The guy I lost my virginity to was the worst boyfriend ever. Let me clarify, he wasn’t a malicious person or anything, but only years later, after we broke up, did I figure out he must have been deeply troubled about sex. When we were together, he was the most uncommunicative person I’ve ever been with. I spent hours trying in vain to guess what he was thinking and what he liked. It wasn’t until the second person I had sex with that I realized sex could be something relatively easy. Also, the second guy was the first person to introduce me to anything kinky. It was still pretty mild stuff, but I was shocked and intrigued to learn that sex could be so totally different from person to person. I had been changing myself to fit into what I thought my first lover wanted, and then by the simple virtue of sleeping with another person I realized I didn’t have to morph into something I wasn’t. I could just look for the person that fit me best.

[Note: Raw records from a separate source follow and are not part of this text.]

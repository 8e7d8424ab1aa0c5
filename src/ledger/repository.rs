use std::collections::HashSet;

use async_trait::async_trait;
use chrono::{DateTime, Utc};
use sqlx::PgPool;
use tracing::{debug, info};

use super::models::*;
use super::store::LedgerStore;
use crate::config::PurgePolicy;
use crate::error::{AppError, AppResult, LedgerError};

const RECORD_COLUMNS: &str =
    "request_hash, user_address, nonce, input_fee, output_fee, fee, created_at, processed, skip_until";

const ACCOUNT_COLUMNS: &str = "user_address, lock_balance::TEXT AS lock_balance, \
     unsettled_fee::TEXT AS unsettled_fee, last_balance_check_time, signer, skip_until, \
     created_at, updated_at";

// Output metering is finished once output_fee holds a non-zero value.
const ELIGIBLE_PREDICATE: &str = "processed = FALSE \
     AND (skip_until IS NULL OR skip_until <= $1) \
     AND (output_fee !~ '^(0x)?0*$' OR created_at <= $2) \
     AND ($3::TEXT IS NULL OR user_address = $3)";

/// Postgres ledger - the durable source of truth for pending fees
pub struct LedgerRepository {
    pub pool: PgPool,
}

impl LedgerRepository {
    pub fn new(pool: PgPool) -> Self {
        Self { pool }
    }
}

fn map_insert_error(err: sqlx::Error, request_hash: &str) -> AppError {
    match &err {
        sqlx::Error::Database(db) if db.is_unique_violation() => {
            LedgerError::DuplicateRecord(request_hash.to_string()).into()
        }
        _ => err.into(),
    }
}

#[async_trait]
impl LedgerStore for LedgerRepository {
    // ========== RECORD OPERATIONS ==========

    async fn insert_record(&self, record: &PendingUsageRecord) -> AppResult<()> {
        let fee = record.fee_amount()?;
        let mut tx = self.pool.begin().await?;

        sqlx::query(
            r#"
            INSERT INTO pending_usage_records
                (request_hash, user_address, nonce, input_fee, output_fee, fee, created_at, processed, skip_until)
            VALUES ($1, $2, $3, $4, $5, $6, $7, FALSE, NULL)
            "#,
        )
        .bind(&record.request_hash)
        .bind(&record.user_address)
        .bind(&record.nonce)
        .bind(&record.input_fee)
        .bind(&record.output_fee)
        .bind(&record.fee)
        .bind(record.created_at)
        .execute(&mut *tx)
        .await
        .map_err(|e| map_insert_error(e, &record.request_hash))?;

        sqlx::query(
            r#"
            INSERT INTO ledger_accounts (user_address, unsettled_fee)
            VALUES ($1, $2::NUMERIC)
            ON CONFLICT (user_address) DO UPDATE
            SET unsettled_fee = ledger_accounts.unsettled_fee + EXCLUDED.unsettled_fee,
                updated_at = NOW()
            "#,
        )
        .bind(&record.user_address)
        .bind(fee.to_string())
        .execute(&mut *tx)
        .await?;

        tx.commit().await?;
        Ok(())
    }

    async fn list_eligible_records(
        &self,
        filter: &RecordFilter,
    ) -> AppResult<Vec<PendingUsageRecord>> {
        let sql = format!(
            "SELECT {} FROM pending_usage_records WHERE {} ORDER BY created_at ASC, request_hash ASC",
            RECORD_COLUMNS, ELIGIBLE_PREDICATE
        );
        let records = sqlx::query_as::<_, PendingUsageRecord>(&sql)
            .bind(filter.as_of)
            .bind(filter.old_request_cutoff)
            .bind(filter.user.as_deref())
            .fetch_all(&self.pool)
            .await?;

        Ok(records)
    }

    async fn count_eligible_records(&self, filter: &RecordFilter) -> AppResult<u64> {
        let sql = format!(
            "SELECT COUNT(*) FROM pending_usage_records WHERE {}",
            ELIGIBLE_PREDICATE
        );
        let count: i64 = sqlx::query_scalar(&sql)
            .bind(filter.as_of)
            .bind(filter.old_request_cutoff)
            .bind(filter.user.as_deref())
            .fetch_one(&self.pool)
            .await?;

        Ok(count.max(0) as u64)
    }

    async fn list_unprocessed_records(&self) -> AppResult<Vec<PendingUsageRecord>> {
        let sql = format!(
            "SELECT {} FROM pending_usage_records WHERE processed = FALSE ORDER BY created_at ASC, request_hash ASC",
            RECORD_COLUMNS
        );
        let records = sqlx::query_as::<_, PendingUsageRecord>(&sql)
            .fetch_all(&self.pool)
            .await?;

        Ok(records)
    }

    async fn update_skip_until(
        &self,
        request_hashes: &[String],
        until: DateTime<Utc>,
    ) -> AppResult<u64> {
        if request_hashes.is_empty() {
            return Ok(0);
        }
        let result = sqlx::query(
            r#"
            UPDATE pending_usage_records
            SET skip_until = $2
            WHERE request_hash = ANY($1)
            "#,
        )
        .bind(request_hashes)
        .bind(until)
        .execute(&self.pool)
        .await?;

        debug!("⏸️  Marked {} records to skip until {}", result.rows_affected(), until);
        Ok(result.rows_affected())
    }

    async fn clear_expired_skip_until(&self, now: DateTime<Utc>) -> AppResult<u64> {
        let mut tx = self.pool.begin().await?;

        let records = sqlx::query(
            "UPDATE pending_usage_records SET skip_until = NULL WHERE skip_until IS NOT NULL AND skip_until <= $1",
        )
        .bind(now)
        .execute(&mut *tx)
        .await?
        .rows_affected();

        let accounts = sqlx::query(
            "UPDATE ledger_accounts SET skip_until = NULL WHERE skip_until IS NOT NULL AND skip_until <= $1",
        )
        .bind(now)
        .execute(&mut *tx)
        .await?
        .rows_affected();

        tx.commit().await?;
        Ok(records + accounts)
    }

    async fn delete_settled_records(&self, request_hashes: &[String]) -> AppResult<u64> {
        if request_hashes.is_empty() {
            return Ok(0);
        }
        let mut tx = self.pool.begin().await?;

        sqlx::query("UPDATE pending_usage_records SET processed = TRUE WHERE request_hash = ANY($1)")
            .bind(request_hashes)
            .execute(&mut *tx)
            .await?;

        let deleted = sqlx::query(
            "DELETE FROM pending_usage_records WHERE processed = TRUE AND request_hash = ANY($1)",
        )
        .bind(request_hashes)
        .execute(&mut *tx)
        .await?
        .rows_affected();

        tx.commit().await?;
        Ok(deleted)
    }

    async fn purge_user_records(
        &self,
        user: &str,
        reason: &str,
        policy: PurgePolicy,
        at: DateTime<Utc>,
    ) -> AppResult<u64> {
        let mut tx = self.pool.begin().await?;

        if policy == PurgePolicy::DeadLetter {
            sqlx::query(
                r#"
                INSERT INTO settlement_dead_letters
                    (request_hash, user_address, nonce, input_fee, output_fee, fee, created_at, reason, dead_lettered_at)
                SELECT request_hash, user_address, nonce, input_fee, output_fee, fee, created_at, $2, $3
                FROM pending_usage_records
                WHERE user_address = $1
                ON CONFLICT (request_hash) DO NOTHING
                "#,
            )
            .bind(user)
            .bind(reason)
            .bind(at)
            .execute(&mut *tx)
            .await?;
        }

        let purged = sqlx::query("DELETE FROM pending_usage_records WHERE user_address = $1")
            .bind(user)
            .execute(&mut *tx)
            .await?
            .rows_affected();

        tx.commit().await?;
        info!("🗑️  Purged {} records for {} ({:?}): {}", purged, user, policy, reason);
        Ok(purged)
    }

    async fn list_dead_letters(&self, user: Option<&str>) -> AppResult<Vec<DeadLetterRecord>> {
        let records = sqlx::query_as::<_, DeadLetterRecord>(
            r#"
            SELECT request_hash, user_address, nonce, input_fee, output_fee, fee, created_at, reason, dead_lettered_at
            FROM settlement_dead_letters
            WHERE ($1::TEXT IS NULL OR user_address = $1)
            ORDER BY dead_lettered_at DESC, created_at ASC
            "#,
        )
        .bind(user)
        .fetch_all(&self.pool)
        .await?;

        Ok(records)
    }

    async fn reset_unsettled_fees(&self) -> AppResult<u64> {
        let result = sqlx::query(
            "UPDATE ledger_accounts SET unsettled_fee = 0, updated_at = NOW() WHERE unsettled_fee <> 0",
        )
        .execute(&self.pool)
        .await?;

        Ok(result.rows_affected())
    }

    // ========== ACCOUNT OPERATIONS ==========

    async fn get_account(&self, user: &str) -> AppResult<Option<LedgerAccount>> {
        let sql = format!(
            "SELECT {} FROM ledger_accounts WHERE user_address = $1",
            ACCOUNT_COLUMNS
        );
        let account = sqlx::query_as::<_, LedgerAccount>(&sql)
            .bind(user)
            .fetch_optional(&self.pool)
            .await?;

        Ok(account)
    }

    async fn upsert_account(
        &self,
        account: &SyncedAccount,
        at: DateTime<Utc>,
    ) -> AppResult<LedgerAccount> {
        let sql = format!(
            r#"
            INSERT INTO ledger_accounts (user_address, lock_balance, signer, last_balance_check_time)
            VALUES ($1, $2::NUMERIC, $3, $4)
            ON CONFLICT (user_address) DO UPDATE
            SET lock_balance = EXCLUDED.lock_balance,
                signer = EXCLUDED.signer,
                last_balance_check_time = EXCLUDED.last_balance_check_time,
                updated_at = NOW()
            RETURNING {}
            "#,
            ACCOUNT_COLUMNS
        );
        let row = sqlx::query_as::<_, LedgerAccount>(&sql)
            .bind(&account.user_address)
            .bind(account.lock_balance.to_string())
            .bind(&account.signer)
            .bind(at)
            .fetch_one(&self.pool)
            .await?;

        Ok(row)
    }

    async fn sync_accounts(
        &self,
        accounts: &[SyncedAccount],
        at: DateTime<Utc>,
    ) -> AppResult<SyncStats> {
        let mut tx = self.pool.begin().await?;

        let existing: HashSet<String> =
            sqlx::query_scalar::<_, String>("SELECT user_address FROM ledger_accounts")
                .fetch_all(&mut *tx)
                .await?
                .into_iter()
                .collect();

        let mut stats = SyncStats::default();
        for account in accounts {
            sqlx::query(
                r#"
                INSERT INTO ledger_accounts (user_address, lock_balance, signer, last_balance_check_time)
                VALUES ($1, $2::NUMERIC, $3, $4)
                ON CONFLICT (user_address) DO UPDATE
                SET lock_balance = EXCLUDED.lock_balance,
                    signer = EXCLUDED.signer,
                    last_balance_check_time = EXCLUDED.last_balance_check_time,
                    updated_at = NOW()
                "#,
            )
            .bind(&account.user_address)
            .bind(account.lock_balance.to_string())
            .bind(&account.signer)
            .bind(at)
            .execute(&mut *tx)
            .await?;

            if existing.contains(&account.user_address) {
                stats.updated += 1;
            } else {
                stats.added += 1;
            }
        }

        let keep: Vec<String> = accounts.iter().map(|a| a.user_address.clone()).collect();
        stats.removed = sqlx::query("DELETE FROM ledger_accounts WHERE NOT (user_address = ANY($1))")
            .bind(&keep)
            .execute(&mut *tx)
            .await?
            .rows_affected();

        tx.commit().await?;
        Ok(stats)
    }

    async fn list_accounts_at_risk(
        &self,
        filter: &AccountRiskFilter,
    ) -> AppResult<Vec<LedgerAccount>> {
        let sql = format!(
            r#"
            SELECT {}
            FROM ledger_accounts
            WHERE unsettled_fee > 0
              AND ((lock_balance - unsettled_fee) < $1::NUMERIC
                   OR ($2::TIMESTAMPTZ IS NOT NULL
                       AND (last_balance_check_time IS NULL OR last_balance_check_time < $2)))
            ORDER BY user_address
            "#,
            ACCOUNT_COLUMNS
        );
        let accounts = sqlx::query_as::<_, LedgerAccount>(&sql)
            .bind(filter.lock_balance_threshold.to_string())
            .bind(filter.stale_before)
            .fetch_all(&self.pool)
            .await?;

        Ok(accounts)
    }

    // ========== IN-FLIGHT JOURNAL ==========

    async fn record_inflight(&self, entries: &[InFlightSettlement]) -> AppResult<()> {
        if entries.is_empty() {
            return Ok(());
        }
        let mut tx = self.pool.begin().await?;

        for entry in entries {
            sqlx::query(
                r#"
                INSERT INTO settlement_inflight (user_address, nonce, total_fee, request_hashes, created_at)
                VALUES ($1, $2::NUMERIC, $3::NUMERIC, $4, $5)
                ON CONFLICT (user_address) DO UPDATE
                SET nonce = EXCLUDED.nonce,
                    total_fee = EXCLUDED.total_fee,
                    request_hashes = EXCLUDED.request_hashes,
                    created_at = EXCLUDED.created_at
                "#,
            )
            .bind(&entry.user_address)
            .bind(&entry.nonce)
            .bind(&entry.total_fee)
            .bind(&entry.request_hashes)
            .bind(entry.created_at)
            .execute(&mut *tx)
            .await?;
        }

        tx.commit().await?;
        Ok(())
    }

    async fn list_inflight(&self) -> AppResult<Vec<InFlightSettlement>> {
        let entries = sqlx::query_as::<_, InFlightSettlement>(
            r#"
            SELECT user_address, nonce::TEXT AS nonce, total_fee::TEXT AS total_fee, request_hashes, created_at
            FROM settlement_inflight
            ORDER BY created_at ASC
            "#,
        )
        .fetch_all(&self.pool)
        .await?;

        Ok(entries)
    }

    async fn clear_inflight(&self, users: &[String]) -> AppResult<u64> {
        if users.is_empty() {
            return Ok(0);
        }
        let result = sqlx::query("DELETE FROM settlement_inflight WHERE user_address = ANY($1)")
            .bind(users)
            .execute(&self.pool)
            .await?;

        Ok(result.rows_affected())
    }
}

I guess I still have to remind myself of this, especially as it was only recently I wasn’t having orgasms with a man who was possibly impotent. Part of what I love most about sex is the giving, so its hard for me to see that I haven’t received anything on the other side. Its also hard for me to walk away from things that aren’t working, as I like to think “we can fix this—all we need to do is be open!” Maybe that’s the sex educator in me, or maybe its just the coward who doesn’t like to be alone. There’s a fine line between understanding that someone isn’t perfect and realizing the relationship is not worth pursuing.

Either way, I need to come to terms with something when its broken—or when it never worked in the first place. It doesn’t mean that one of us is irreparable; it’s just that as a pair we were never going to take over the world.

I have a neighbor who always talks in outdated metaphors and normally they annoy the hell out of me. However, when I told him about this particular dilemma he said, “Sex is like bridge: you have a good partner or you do it alone.” What more do I need to know?